SVMC's Mask Recommendations

Many states eliminated masking requirements in advance of the Centers for Disease Control and Prevention’s (CDC) highly anticipated and nuanced masking guidelines update last week. The update is based on the COVID-19 Community Level, which is determined using three measures: the COVID-19 hospital admissions per 100,000 population in the past 7 days, the percent of staffed inpatient beds occupied by COVID-19 patients, and the total COVID-19 cases per 100,000 population in the past 7 days. Yesterday, the state of Vermont also announced a more “across the board” removal of masking requirements beginning March 14th. While the differences in these plans may be confusing, both move toward more individual decisions about when to mask.

At the current time, the prevalence of COVID has declined, the rate of vaccination is high, and treatments are readily available. In addition, it is possible for those at higher risk of a serious case of COVID to take actions sufficient to protect themselves. (When the prevalence is high, by contrast, one person’s actions can affect others, which is why masking requirements are so important during those times.) For all of these reasons, it is OK to move towards more individual decisions about when to mask.

Everyone, regardless of the COVID-19 Community Level, should stay up to date with their COVID vaccines and get tested if they have COVID-like symptoms. Also, anyone with symptoms should wear a mask and test. Those who test positive should isolate. With that said, I developed a chart for helping you decide when a mask might make sense.

There is a difference between a requirement and a recommendation. Anyone who would like to go on wearing a mask should. We need to ensure wearing a mask is not stigmatized.

Even beyond the chart, there are additional factors to consider. Someone at high risk could run unmasked into a coffee shop for a minute or two without raising their risk of COVID in any measurable way.

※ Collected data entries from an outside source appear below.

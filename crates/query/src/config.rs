use serde::{Deserialize, Serialize};
use spatialrel_core::{Result, SpatialRelError};

/// Grid and distance discretization for [`value_map`](crate::value_map).
#[derive(Debug, Clone, PartialEq, Serialize, Deserialize)]
#[serde(default)]
pub struct QueryConfig {
    /// Planar center of the sampled square.
    pub center: [f64; 2],
    /// Half the side length of the sampled square.
    pub half_extent: f64,
    /// Samples per axis; the grid is `cells x cells`.
    pub cells: usize,
    /// Upper truncation bound of the distance distribution.
    pub radius_limit: f64,
    /// Number of evenly spaced radii in `[0, radius_limit]`.
    pub radius_bins: usize,
    /// Spread used for pairs whose learned deviation is smaller.
    pub min_sigma: f64,
}

impl Default for QueryConfig {
    fn default() -> Self {
        Self {
            center: [0.0, 0.0],
            half_extent: 10.0,
            cells: 30,
            radius_limit: 7.0,
            radius_bins: 100,
            min_sigma: 0.05,
        }
    }
}

impl QueryConfig {
    pub fn validate(&self) -> Result<()> {
        if !self.center.iter().all(|c| c.is_finite()) {
            return Err(SpatialRelError::InvalidConfig(
                "center must be finite".into(),
            ));
        }
        if !(self.half_extent.is_finite() && self.half_extent > 0.0) {
            return Err(SpatialRelError::InvalidConfig(format!(
                "half_extent must be positive, got {}",
                self.half_extent
            )));
        }
        if self.cells == 0 {
            return Err(SpatialRelError::InvalidConfig("cells must be > 0".into()));
        }
        if !(self.radius_limit.is_finite() && self.radius_limit > 0.0) {
            return Err(SpatialRelError::InvalidConfig(format!(
                "radius_limit must be positive, got {}",
                self.radius_limit
            )));
        }
        if self.radius_bins < 2 {
            return Err(SpatialRelError::InvalidConfig(
                "radius_bins must be >= 2".into(),
            ));
        }
        if !(self.min_sigma.is_finite() && self.min_sigma > 0.0) {
            return Err(SpatialRelError::InvalidConfig(format!(
                "min_sigma must be positive, got {}",
                self.min_sigma
            )));
        }
        Ok(())
    }

    /// Sample coordinates along one axis centred on `origin`.
    pub(crate) fn axis(&self, origin: f64) -> Vec<f64> {
        if self.cells == 1 {
            return vec![origin];
        }
        let step = 2.0 * self.half_extent / (self.cells - 1) as f64;
        (0..self.cells)
            .map(|k| origin - self.half_extent + step * k as f64)
            .collect()
    }

    /// Evenly spaced radii `0..=radius_limit`.
    pub(crate) fn radii(&self) -> Vec<f64> {
        let last = (self.radius_bins - 1) as f64;
        (0..self.radius_bins)
            .map(|k| self.radius_limit * k as f64 / last)
            .collect()
    }

    /// Index of the radius bin a planar distance falls in. Distances at or
    /// beyond `radius_limit` land in the last bin.
    pub(crate) fn radius_bin(&self, distance: f64) -> usize {
        let last = self.radius_bins - 1;
        if distance >= self.radius_limit {
            return last;
        }
        let step = self.radius_limit / last as f64;
        ((distance / step).floor() as usize).min(last)
    }
}
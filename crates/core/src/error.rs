/// Errors raised while building scenes or configuring an analysis run.
#[derive(Debug, Clone, PartialEq, thiserror::Error)]
pub enum SpatialRelError {
    /// An input element carried a label outside `0..max_labels`.
    ///
    /// `point_index` is the element's position in its own input: a point in a
    /// cloud, an object passed to `Scene::from_objects`, or an anchor in a
    /// value-map query (the target itself reports 0).
    #[error("label {label} at input index {point_index} is outside the configured range 0..{max_labels}")]
    LabelOutOfRange {
        label: u32,
        max_labels: usize,
        point_index: usize,
    },

    #[error("invalid configuration: {0}")]
    InvalidConfig(String),

    #[error("{scenes} scenes were supplied with {references} reference points")]
    ReferenceCountMismatch { scenes: usize, references: usize },

    /// A scene or matrix sized for a different label space was combined with this one.
    #[error("label space mismatch: expected {expected} labels, got {got}")]
    DimensionMismatch { expected: usize, got: usize },

    #[error("run cancelled after {completed} scenes")]
    Cancelled { completed: usize },
}

pub type Result<T> = std::result::Result<T, SpatialRelError>;
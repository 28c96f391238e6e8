#![forbid(unsafe_code)]

pub mod config;
pub mod map;
pub mod normal;

pub use config::QueryConfig;
pub use map::{value_map, BestCell, ValueMap};
pub use normal::TruncatedNormal;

The same person would likely want to wear a mask if they were spending 2 hours in a crowded theater. Another person, up to date with vaccines and at no increased risk, may want to wear a mask for the week before competing in a major sporting event or visiting an elderly relative.

Also, it's likely that cases will rise again in the fall or if a new variant emerges. We may need to reinstitute mask requirements in some places to protect vulnerable people and hospital capacity. Doing so will not be an indication of an overreaction to the virus. It will be a reasonable response to increased risk.

Masks were absolutely crucial at the beginning of the pandemic, when vaccines and treatments were not available. They continue to be important for many people who are at increased risk of a serious case of COVID. They are very important when prevalence is high, even when vaccines and treatments are widespread, and will likely be important for limiting COVID illness in the future.

Trey Dobson, MD, is the chief medical officer at Southwestern Vermont Medical Center in Bennington and an emergency medicine physician at Dartmouth-Hitchcock Health.